HOW TO COMPLETE THIS TASK :: Which lines of the data hold the word "options"? Copy all of them.

DATA IN THIS EXERCISE ::
[Start of section]

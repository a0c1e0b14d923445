//! Type-directed comparison of observed values against declared defaults.
//!
//! The question "does this instance value equal the schema's default" decides
//! whether generated construction code must mention the value at all. The
//! comparator is a pure function: no I/O, no global state. Callers get the
//! verdict plus a structured trace of what was compared and decide for
//! themselves whether to log it.

use ordered_float::OrderedFloat;
use serde_json::Value;

use crate::spec::Schema;

// ————————————————————————————————————————————————————————————————————————————
// TYPES
// ————————————————————————————————————————————————————————————————————————————

/// Kind of a JSON value, or its absence. Closed set so every comparator
/// branch matches exhaustively; an error can only come from an unhandled
/// *combination* of kinds, never an unknown kind.
#[derive(Debug, Clone, Copy, PartialEq, Eq)]
pub enum ValueKind {
    Absent,
    Null,
    Boolean,
    Number,
    Text,
    Sequence,
    Mapping,
}

/// One comparator run, with both sides rendered canonically. Diagnostic
/// only; the verdict is `is_default`.
#[derive(Debug, Clone, PartialEq)]
pub struct Comparison {
    pub property: String,
    pub declared: String,
    pub observed: String,
    pub is_default: bool,
}

/// A comparison the rules cannot decide. Never folded into a boolean: a
/// wrong "is default" would silently drop a property from generated
/// constructor calls.
#[derive(Debug, thiserror::Error)]
pub enum CompareError {
    #[error("{property}: no comparison rule for {candidate} value against {declared} default")]
    Unhandled {
        property: String,
        declared: ValueKind,
        candidate: ValueKind,
    },
    #[error("{property}: cannot encode compared value: {source}")]
    Encode {
        property: String,
        #[source]
        source: serde_json::Error,
    },
}

// ————————————————————————————————————————————————————————————————————————————
// IMPLEMENTATION
// ————————————————————————————————————————————————————————————————————————————

impl ValueKind {
    pub fn of(value: Option<&Value>) -> Self {
        match value {
            None => Self::Absent,
            Some(Value::Null) => Self::Null,
            Some(Value::Bool(_)) => Self::Boolean,
            Some(Value::Number(_)) => Self::Number,
            Some(Value::String(_)) => Self::Text,
            Some(Value::Array(_)) => Self::Sequence,
            Some(Value::Object(_)) => Self::Mapping,
        }
    }

    pub fn as_str(self) -> &'static str {
        match self {
            Self::Absent => "absent",
            Self::Null => "null",
            Self::Boolean => "boolean",
            Self::Number => "number",
            Self::Text => "text",
            Self::Sequence => "sequence",
            Self::Mapping => "mapping",
        }
    }
}

impl std::fmt::Display for ValueKind {
    fn fmt(&self, f: &mut std::fmt::Formatter<'_>) -> std::fmt::Result {
        f.write_str(self.as_str())
    }
}

impl Schema {
    /// Does `candidate` equal this schema's declared default?
    ///
    /// Dispatch is on the candidate's kind. Cross-type rules that are
    /// deliberate, not accidents:
    /// - a text candidate matches numeric and boolean defaults by their
    ///   textual form ("5" is the default when the default is 5);
    /// - an absent or null default vacuously matches any numeric or boolean
    ///   candidate;
    /// - composites compare by canonical compact-JSON encoding, byte for
    ///   byte.
    ///
    /// `candidate` is `None` when the property is absent from the instance.
    pub fn is_default(
        &self,
        property: &str,
        candidate: Option<&Value>,
    ) -> Result<Comparison, CompareError> {
        let declared = self.default.as_ref();
        let unhandled = || CompareError::Unhandled {
            property: property.to_string(),
            declared: ValueKind::of(declared),
            candidate: ValueKind::of(candidate),
        };

        let is_default = match candidate {
            Some(Value::String(observed)) => match declared {
                Some(Value::String(default)) => default == observed,
                Some(Value::Number(default)) => default.to_string() == *observed,
                Some(Value::Bool(default)) => default.to_string() == *observed,
                // No default to render: an explicitly set string is not it.
                None | Some(Value::Null) => false,
                Some(Value::Array(_) | Value::Object(_)) => return Err(unhandled()),
            },
            Some(Value::Number(observed)) => match declared {
                Some(Value::Number(default)) => {
                    OrderedFloat(lossy_f64(default)) == OrderedFloat(lossy_f64(observed))
                }
                None | Some(Value::Null) => true,
                Some(_) => return Err(unhandled()),
            },
            Some(Value::Bool(observed)) => match declared {
                Some(Value::Bool(default)) => default == observed,
                Some(Value::Number(default)) => (lossy_f64(default) != 0.0) == *observed,
                None | Some(Value::Null) => true,
                Some(_) => return Err(unhandled()),
            },
            None | Some(Value::Null) => matches!(declared, None | Some(Value::Null)),
            Some(observed @ (Value::Array(_) | Value::Object(_))) => {
                let declared_text = encode(property, declared.unwrap_or(&Value::Null))?;
                let observed_text = encode(property, observed)?;
                declared_text == observed_text
            }
        };

        Ok(Comparison {
            property: property.to_string(),
            declared: canonical(declared),
            observed: canonical(candidate),
            is_default,
        })
    }
}

// ————————————————————————————————————————————————————————————————————————————
// INTERNAL HELPERS
// ————————————————————————————————————————————————————————————————————————————

/// Numeric comparison domain. 5 and 5.0 are the same value; u64s beyond
/// 2^53 lose precision on both sides alike.
fn lossy_f64(n: &serde_json::Number) -> f64 {
    n.as_f64().unwrap_or(f64::NAN)
}

fn encode(property: &str, value: &Value) -> Result<String, CompareError> {
    serde_json::to_string(value).map_err(|source| CompareError::Encode {
        property: property.to_string(),
        source,
    })
}

fn canonical(value: Option<&Value>) -> String {
    match value {
        None => "(absent)".to_string(),
        Some(v) => serde_json::to_string(v).unwrap_or_else(|_| "(unencodable)".to_string()),
    }
}

// ————————————————————————————————————————————————————————————————————————————
// TESTS
// ————————————————————————————————————————————————————————————————————————————

#[cfg(test)]
mod tests {
    use super::*;
    use serde_json::json;

    fn with_default(default: Value) -> Schema {
        serde_json::from_value(json!({ "default": default })).unwrap()
    }

    fn no_default() -> Schema {
        Schema::default()
    }

    #[test]
    fn integer_default_matches_float_candidate() {
        let s = with_default(json!(5));
        let cmp = s.is_default("id", Some(&json!(5.0))).unwrap();
        assert!(cmp.is_default);
    }

    #[test]
    fn absent_default_vacuously_matches_any_number() {
        let cmp = no_default().is_default("weight", Some(&json!(42))).unwrap();
        assert!(cmp.is_default);
    }

    #[test]
    fn null_default_vacuously_matches_any_boolean() {
        let s = with_default(Value::Null);
        assert!(s.is_default("editable", Some(&json!(true))).unwrap().is_default);
    }

    #[test]
    fn numeric_default_coerces_to_text_for_text_candidates() {
        let s = with_default(json!(5));
        assert!(s.is_default("limit", Some(&json!("5"))).unwrap().is_default);
        assert!(!s.is_default("limit", Some(&json!("6"))).unwrap().is_default);
    }

    #[test]
    fn boolean_default_coerces_to_text_for_text_candidates() {
        let s = with_default(json!(true));
        assert!(s.is_default("shared", Some(&json!("true"))).unwrap().is_default);
    }

    #[test]
    fn text_candidate_with_no_default_is_not_default() {
        let cmp = no_default().is_default("title", Some(&json!("x"))).unwrap();
        assert!(!cmp.is_default);
    }

    #[test]
    fn numeric_default_coerces_to_boolean_by_zeroness() {
        assert!(with_default(json!(0))
            .is_default("hide", Some(&json!(false)))
            .unwrap()
            .is_default);
        assert!(with_default(json!(2))
            .is_default("hide", Some(&json!(true)))
            .unwrap()
            .is_default);
        assert!(!with_default(json!(0))
            .is_default("hide", Some(&json!(true)))
            .unwrap()
            .is_default);
    }

    #[test]
    fn null_candidate_matches_only_null_or_absent_default() {
        assert!(no_default().is_default("repeat", Some(&Value::Null)).unwrap().is_default);
        assert!(no_default().is_default("repeat", None).unwrap().is_default);
        assert!(with_default(Value::Null)
            .is_default("repeat", None)
            .unwrap()
            .is_default);
        assert!(!with_default(json!(5)).is_default("repeat", None).unwrap().is_default);
    }

    #[test]
    fn composites_compare_by_canonical_encoding() {
        let s = with_default(json!([1, 2]));
        assert!(s.is_default("tags", Some(&json!([1, 2]))).unwrap().is_default);
        // order matters: the encoding is compared byte for byte
        assert!(!s.is_default("tags", Some(&json!([2, 1]))).unwrap().is_default);
        assert!(!no_default().is_default("tags", Some(&json!([]))).unwrap().is_default);
    }

    #[test]
    fn mismatched_kinds_error_instead_of_guessing() {
        let err = with_default(json!("x")).is_default("id", Some(&json!(7))).unwrap_err();
        match err {
            CompareError::Unhandled {
                property,
                declared,
                candidate,
            } => {
                assert_eq!(property, "id");
                assert_eq!(declared, ValueKind::Text);
                assert_eq!(candidate, ValueKind::Number);
            }
            other => panic!("unexpected error: {other}"),
        }
    }

    #[test]
    fn composite_default_against_text_candidate_errors() {
        let err = with_default(json!({ "a": 1 }))
            .is_default("options", Some(&json!("a")))
            .unwrap_err();
        assert!(err.to_string().contains("options"));
    }

    #[test]
    fn trace_carries_canonical_renderings() {
        let cmp = with_default(json!(5)).is_default("id", Some(&json!(5.0))).unwrap();
        assert_eq!(cmp.property, "id");
        assert_eq!(cmp.declared, "5");
        assert_eq!(cmp.observed, "5.0");
    }
}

[End of section]

SOLUTION TO THE PROBLEM ::
            .is_default("options", Some(&json!("a")))
        assert!(err.to_string().contains("options"));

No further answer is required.